Presented at the American Academy of Child & Adolescent Psychiatry (AACAP) annual meeting, New York, October 26-31, 2010

Paula D. Riggs, MD (University of Colorado, OV Node).

This presentation provides an overview of the design and main findings of protocol CTN-0028, which evaluated the efficacy of osmotic-release methylphenidate (OROS-MPH, sold under the brand name Concerta), relative to placebo, in treating co-occurring attention deficit hyperactivity disorder (ADHD) and substance use in adolescents. Both groups experienced clinically and statistically significant reductions in ADHD symptoms and (past-28-days) drug use, but there was no significant difference between the two groups. OROS-MPH appears to be safe and well-tolerated, but the similar reduction in ADHD symptoms between the OROS-MPH and placebo groups suggests that cognitive behavioral therapy (CBT), which was given to both groups, may have been the primary contributing factor. The presentation continues by examining emerging research on the use of CBT to treat ADHD, and then presents secondary objectives of the protocol, including an examination of depression, marijuana, and cigarette smoking in the study population. (Presentation, PowerPoint slides, English, 2010)

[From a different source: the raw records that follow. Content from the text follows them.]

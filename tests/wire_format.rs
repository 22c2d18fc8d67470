//! Wire format conformance tests
//!
//! The gateway and handler processes are deployed independently, so the
//! envelope layout is a contract between releases. These tests pin the
//! subjects, headers and body shapes both sides rely on.
//!
//! ## Contract
//!
//! | channel    | subject            | body                                   |
//! |------------|--------------------|----------------------------------------|
//! | `dispatch` | `gateway.dispatch` | `{"shardId": <int>, "data": <payload>}` |
//! | `deploy`   | `gateway.deploy`   | `{}`                                   |

use ani_dispatch::broker::{Channel, DispatchEnvelope, MESSAGE_ID_HEADER, STREAM};
use ani_dispatch::events::{decode, EventKind, LocalEvent};
use serde_json::{json, Value};

/// A READY dispatch exactly as the gateway receives it from Discord
fn ready_payload() -> Value {
    json!({
        "op": 0,
        "t": "READY",
        "s": 1,
        "d": {
            "v": 10,
            "session_id": "f1a2b3c4d5e6",
            "resume_gateway_url": "wss://gateway-us-east1-b.discord.gg",
            "shard": [2, 4]
        }
    })
}

#[test]
fn stream_and_header_names_are_stable() {
    assert_eq!(STREAM, "GATEWAY");
    assert_eq!(MESSAGE_ID_HEADER, "Nats-Msg-Id");
    assert_eq!(Channel::Dispatch.subject(), "gateway.dispatch");
    assert_eq!(Channel::Deploy.subject(), "gateway.deploy");
}

#[test]
fn dispatch_body_carries_the_raw_payload_untouched() {
    let raw = ready_payload();
    let envelope = DispatchEnvelope::dispatch(2, &raw).unwrap();

    let body: Value = serde_json::from_slice(&envelope.payload).unwrap();
    let mut fields: Vec<&String> = body.as_object().unwrap().keys().collect();
    fields.sort();
    assert_eq!(fields, vec!["data", "shardId"]);
    assert_eq!(body["shardId"], 2);
    assert_eq!(body["data"], raw);
    assert_eq!(envelope.shard_id, 2);
}

#[test]
fn deploy_body_is_an_empty_object() {
    let envelope = DispatchEnvelope::deploy(0);
    assert_eq!(envelope.channel, Channel::Deploy);
    let body: Value = serde_json::from_slice(&envelope.payload).unwrap();
    assert_eq!(body, json!({}));
}

#[test]
fn bodies_from_other_producers_decode() {
    // Extra fields are tolerated so newer producers stay readable
    let body = json!({
        "shardId": 5,
        "data": {"op": 0, "t": "MESSAGE_REACTION_ADD", "s": 88, "d": {"emoji": {"name": "x"}}},
        "producer": "gateway-next"
    });
    let event = decode(Channel::Dispatch, &serde_json::to_vec(&body).unwrap()).unwrap();
    assert_eq!(event.kind(), EventKind::Other);
    assert_eq!(event.shard_id(), Some(5));

    let deploy = decode(Channel::Deploy, br#"{"requestedBy": "ops"}"#).unwrap();
    assert!(matches!(deploy, LocalEvent::Deploy));
}

#[test]
fn published_bodies_decode_on_the_consuming_side() {
    let envelope = DispatchEnvelope::dispatch(2, &ready_payload()).unwrap();
    let event = decode(envelope.channel, &envelope.payload).unwrap();

    match event {
        LocalEvent::Dispatch { shard_id, event } => {
            assert_eq!(shard_id, 2);
            assert_eq!(event.name(), "READY");
        }
        LocalEvent::Deploy => panic!("dispatch decoded as deploy"),
    }
}

#[test]
fn camel_case_shard_id_is_required() {
    let snake = json!({"shard_id": 1, "data": ready_payload()});
    assert!(decode(Channel::Dispatch, &serde_json::to_vec(&snake).unwrap()).is_err());
}
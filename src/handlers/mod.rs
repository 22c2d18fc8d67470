//! Built-in handler set

pub mod force_update;
pub mod media_selection;

pub use force_update::{AccountLinks, ForceUpdate, KvAccountLinks};
pub use media_selection::{MediaSelection, MediaType};

use crate::api::OriginApi;
use crate::error::{DispatchError, HandlerError};
use crate::events::{DispatchEvent, EventKind, Listener, LocalEvent};
use crate::registry::{HandlerKind, Loader, RegistryEntry};
use async_trait::async_trait;
use std::sync::Arc;
use tracing::{debug, info};

/// Loader for the handlers compiled into this binary
pub struct BuiltinLoader {
    accounts: Arc<dyn AccountLinks>,
    api: Arc<dyn OriginApi>,
}

impl BuiltinLoader {
    pub fn new(accounts: Arc<dyn AccountLinks>, api: Arc<dyn OriginApi>) -> Self {
        Self { accounts, api }
    }
}

impl Loader for BuiltinLoader {
    fn load(&self, kind: HandlerKind) -> Result<Vec<RegistryEntry>, DispatchError> {
        Ok(match kind {
            HandlerKind::Command => {
                vec![ForceUpdate::new(Arc::clone(&self.accounts), Arc::clone(&self.api)).entry()]
            }
            HandlerKind::SelectMenu => vec![MediaSelection::entry()],
            HandlerKind::Button | HandlerKind::Modal => Vec::new(),
        })
    }

    fn listeners(&self) -> Vec<(EventKind, Arc<dyn Listener>)> {
        let lifecycle: Arc<dyn Listener> = Arc::new(GuildLifecycle);
        vec![(EventKind::Other, lifecycle)]
    }
}

/// Logs guilds joining and leaving
pub struct GuildLifecycle;

#[async_trait]
impl Listener for GuildLifecycle {
    fn name(&self) -> &str {
        "guild-lifecycle"
    }

    async fn on_event(&self, event: &LocalEvent) -> Result<(), HandlerError> {
        let LocalEvent::Dispatch {
            shard_id,
            event: DispatchEvent::Other { name, data },
        } = event
        else {
            return Ok(());
        };

        let guild_id = data.get("id").and_then(|id| id.as_str()).unwrap_or_default();
        match name.as_str() {
            "GUILD_CREATE" => {
                let guild_name = data.get("name").and_then(|n| n.as_str()).unwrap_or_default();
                info!(shard_id, guild_id, guild_name, "Guild available");
            }
            "GUILD_DELETE" => {
                let unavailable = data
                    .get("unavailable")
                    .and_then(|u| u.as_bool())
                    .unwrap_or(false);
                info!(shard_id, guild_id, unavailable, "Guild removed");
            }
            other => debug!(shard_id, event = other, "Unhandled dispatch event"),
        }
        Ok(())
    }
}
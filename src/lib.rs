//! Gateway-to-handler dispatch bridge
//!
//! Two processes share this library:
//! - `ani-gateway` owns the sharded Discord gateway connection, caches
//!   resumable shard sessions and publishes every dispatch to NATS JetStream
//! - `ani-handler` consumes those dispatches under a shared consumer group and
//!   routes interactions to registered handlers under cooldown, toggle and
//!   timeout rules
//!
//! Either side can restart, deploy or scale without the other noticing
//! beyond a delay.

pub mod api;
pub mod broker;
pub mod clock;
pub mod config;
pub mod error;
pub mod events;
pub mod handlers;
pub mod health;
pub mod interaction;
pub mod metrics;
pub mod registry;
pub mod router;
pub mod session;
pub mod shard;
pub mod telemetry;

pub use error::{DispatchError, HandlerError, ValidationError};
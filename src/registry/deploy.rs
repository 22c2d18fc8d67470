//! Command deployment
//!
//! Pushes the registry's command set to Discord as one bulk overwrite. The
//! remote side replaces its whole global command list, so deploying the same
//! set again leaves it unchanged.

use super::{CommandDefinition, Registry};
use crate::error::{DispatchError, HandlerError};
use crate::events::{EventKind, Listener, LocalEvent};
use async_trait::async_trait;
use serde_json::json;
use std::sync::Arc;
use tracing::info;
use twilight_http::Client;
use twilight_model::application::command::Command;
use twilight_model::id::marker::ApplicationMarker;
use twilight_model::id::Id;

/// Remote command list with bulk-overwrite semantics
#[async_trait]
pub trait CommandSink: Send + Sync {
    /// Replace the remote list with `commands`; returns the resulting names
    async fn overwrite(&self, commands: &[CommandDefinition]) -> Result<Vec<String>, DispatchError>;
}

/// Deploy every command in `registry`
pub async fn deploy(registry: &Registry, sink: &dyn CommandSink) -> Result<Vec<String>, DispatchError> {
    let definitions = registry.command_definitions();
    let deployed = sink.overwrite(&definitions).await?;
    info!(count = deployed.len(), commands = ?deployed, "Deployed commands");
    Ok(deployed)
}

/// Global application commands through the Discord HTTP API
pub struct TwilightCommandSink {
    http: Arc<Client>,
    application_id: Id<ApplicationMarker>,
}

impl TwilightCommandSink {
    pub fn new(http: Arc<Client>, application_id: Id<ApplicationMarker>) -> Self {
        Self {
            http,
            application_id,
        }
    }

    fn to_command(definition: &CommandDefinition) -> Result<Command, DispatchError> {
        serde_json::from_value(json!({
            "type": 1,
            "name": definition.name,
            "description": definition.description,
            "options": [],
            "version": "1",
        }))
        .map_err(|source| DispatchError::SerializationFailed {
            context: format!("command '{}'", definition.name),
            source,
        })
    }
}

#[async_trait]
impl CommandSink for TwilightCommandSink {
    async fn overwrite(&self, commands: &[CommandDefinition]) -> Result<Vec<String>, DispatchError> {
        let commands = commands
            .iter()
            .map(Self::to_command)
            .collect::<Result<Vec<_>, _>>()?;

        let deployed = self
            .http
            .interaction(self.application_id)
            .set_global_commands(&commands)
            .await
            .map_err(|e| DispatchError::Http {
                operation: "set_global_commands",
                source: Box::new(e),
            })?
            .models()
            .await
            .map_err(|e| DispatchError::Http {
                operation: "set_global_commands",
                source: Box::new(e),
            })?;

        Ok(deployed.into_iter().map(|command| command.name).collect())
    }
}

/// Redeploys commands whenever a deploy trigger arrives
pub struct DeployListener {
    registry: Arc<Registry>,
    sink: Arc<dyn CommandSink>,
}

impl DeployListener {
    pub fn new(registry: Arc<Registry>, sink: Arc<dyn CommandSink>) -> Self {
        Self { registry, sink }
    }

    pub const KIND: EventKind = EventKind::Deploy;
}

#[async_trait]
impl Listener for DeployListener {
    fn name(&self) -> &str {
        "deploy"
    }

    async fn on_event(&self, event: &LocalEvent) -> Result<(), HandlerError> {
        if !matches!(event, LocalEvent::Deploy) {
            return Ok(());
        }
        deploy(&self.registry, self.sink.as_ref()).await?;
        Ok(())
    }
}
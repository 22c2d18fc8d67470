//! Typed publish/subscribe bus
//!
//! Listeners register per [`EventKind`] and run in registration order. A
//! failing or panicking listener is logged and skipped; it never stops the
//! listeners after it and never reaches the subscriber.

use super::{EventKind, LocalEvent};
use crate::error::HandlerError;
use async_trait::async_trait;
use futures::FutureExt;
use std::collections::HashMap;
use std::panic::AssertUnwindSafe;
use std::sync::Arc;
use tracing::{debug, error, warn};

/// Callback registered on the bus
#[async_trait]
pub trait Listener: Send + Sync {
    /// Name used in logs
    fn name(&self) -> &str;

    async fn on_event(&self, event: &LocalEvent) -> Result<(), HandlerError>;
}

/// Subscription registry keyed by event kind
#[derive(Default)]
pub struct EventBus {
    listeners: HashMap<EventKind, Vec<Arc<dyn Listener>>>,
}

impl EventBus {
    pub fn new() -> Self {
        Self::default()
    }

    /// Append a listener for `kind`
    pub fn on(&mut self, kind: EventKind, listener: Arc<dyn Listener>) {
        debug!(?kind, listener = listener.name(), "Registering listener");
        self.listeners.entry(kind).or_default().push(listener);
    }

    pub fn listener_count(&self, kind: EventKind) -> usize {
        self.listeners.get(&kind).map_or(0, Vec::len)
    }

    /// Invoke every listener for the event's kind, in order.
    ///
    /// Returns the number of listeners invoked.
    pub async fn emit(&self, event: &LocalEvent) -> usize {
        let kind = event.kind();
        let Some(listeners) = self.listeners.get(&kind) else {
            return 0;
        };

        for listener in listeners {
            match AssertUnwindSafe(listener.on_event(event)).catch_unwind().await {
                Ok(Ok(())) => {}
                Ok(Err(e)) => {
                    warn!(?kind, listener = listener.name(), error = %e, "Listener failed");
                }
                Err(_) => {
                    error!(?kind, listener = listener.name(), "Listener panicked");
                }
            }
        }

        listeners.len()
    }
}
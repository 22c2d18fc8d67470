//! Handler process
//!
//! - Consumes `dispatch` and `deploy` envelopes under the shared consumer group
//! - Routes interactions to the built-in handlers
//! - Redeploys the command set on every deploy trigger
//! - Exposes health/ready/metrics over HTTP

use ani_dispatch::api::ApiClient;
use ani_dispatch::broker::{jetstream_deliveries, DispatchSubscriber, NatsTransport};
use ani_dispatch::clock::SystemClock;
use ani_dispatch::config::HandlerConfig;
use ani_dispatch::events::{EventBus, EventKind};
use ani_dispatch::handlers::{BuiltinLoader, KvAccountLinks};
use ani_dispatch::health::{self, HandlerState};
use ani_dispatch::interaction::TwilightResponder;
use ani_dispatch::metrics::DispatchMetrics;
use ani_dispatch::registry::{DeployListener, HandlerKind, Loader, Registry, TwilightCommandSink};
use ani_dispatch::router::DispatchRouter;
use ani_dispatch::telemetry::{init_tracing, shutdown_signal};
use anyhow::Result;
use std::net::SocketAddr;
use std::sync::Arc;
use tracing::{error, info};

#[tokio::main]
async fn main() -> Result<()> {
    let handler_config = HandlerConfig::from_env()?;
    init_tracing(&handler_config.log_level)?;

    info!(
        version = env!("CARGO_PKG_VERSION"),
        consumer_group = %handler_config.consumer_group,
        "Starting handler"
    );

    let metrics = DispatchMetrics::install()?;

    let transport = NatsTransport::connect(&handler_config.nats_url, metrics.clone()).await?;
    let accounts = KvAccountLinks::open(transport.jetstream(), &handler_config.account_bucket).await?;
    let api = ApiClient::new(handler_config.api_url.clone())?;

    let http = Arc::new(twilight_http::Client::new(handler_config.discord_token.clone()));
    let application_id = http.current_user_application().await?.model().await?.id;
    info!(%application_id, "Resolved application");

    // Invalid or duplicate definitions stop the process here
    let loader = BuiltinLoader::new(Arc::new(accounts), Arc::new(api));
    let registry = Arc::new(Registry::load(&loader)?);
    let handlers: usize = HandlerKind::ALL.iter().map(|kind| registry.len(*kind)).sum();

    let router = DispatchRouter::new(
        Arc::clone(&registry),
        Arc::new(TwilightResponder::new(Arc::clone(&http), application_id)),
        Arc::new(SystemClock),
    )
    .with_metrics(metrics.clone())
    .log_unknown_keys(handler_config.log_unknown_keys);

    let deploy = DeployListener::new(
        Arc::clone(&registry),
        Arc::new(TwilightCommandSink::new(Arc::clone(&http), application_id)),
    );

    let mut bus = EventBus::new();
    bus.on(EventKind::InteractionCreate, Arc::new(router));
    bus.on(DeployListener::KIND, Arc::new(deploy));
    for (kind, listener) in loader.listeners() {
        bus.on(kind, listener);
    }

    let deliveries = jetstream_deliveries(transport.jetstream(), &handler_config.consumer_group).await?;
    let subscriber = DispatchSubscriber::new(Arc::new(bus), metrics.clone());

    let router = health::handler_router(HandlerState {
        transport: transport.clone(),
        handlers,
        metrics,
    });
    let addr: SocketAddr = ([0, 0, 0, 0], handler_config.http_port).into();
    info!(port = handler_config.http_port, handlers, "Starting HTTP server");
    let http_server = axum::serve(tokio::net::TcpListener::bind(addr).await?, router);

    tokio::select! {
        _ = subscriber.run(deliveries) => {
            error!("Dispatch subscription ended");
        }
        result = http_server => {
            if let Err(e) = result {
                error!(error = %e, "HTTP server error");
            }
        }
        _ = shutdown_signal() => {
            info!("Shutdown signal received");
        }
    }

    transport.close().await;
    info!("Handler shutdown complete");
    Ok(())
}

Keywords: Adolescents | Attention Deficit Hyperactivity Disorder (ADHD) | Community health services | Concerta | Co-occurring disorders | Osmotic-Release Methylphenidate (OROS-MPH) | American Academy of Child & Adolescent Psychiatry (AACAP) annual meeting, 2010

Document No: 560

Submitted by Paula Riggs, MD, University of Colorado, OV Node, 11/23/2010.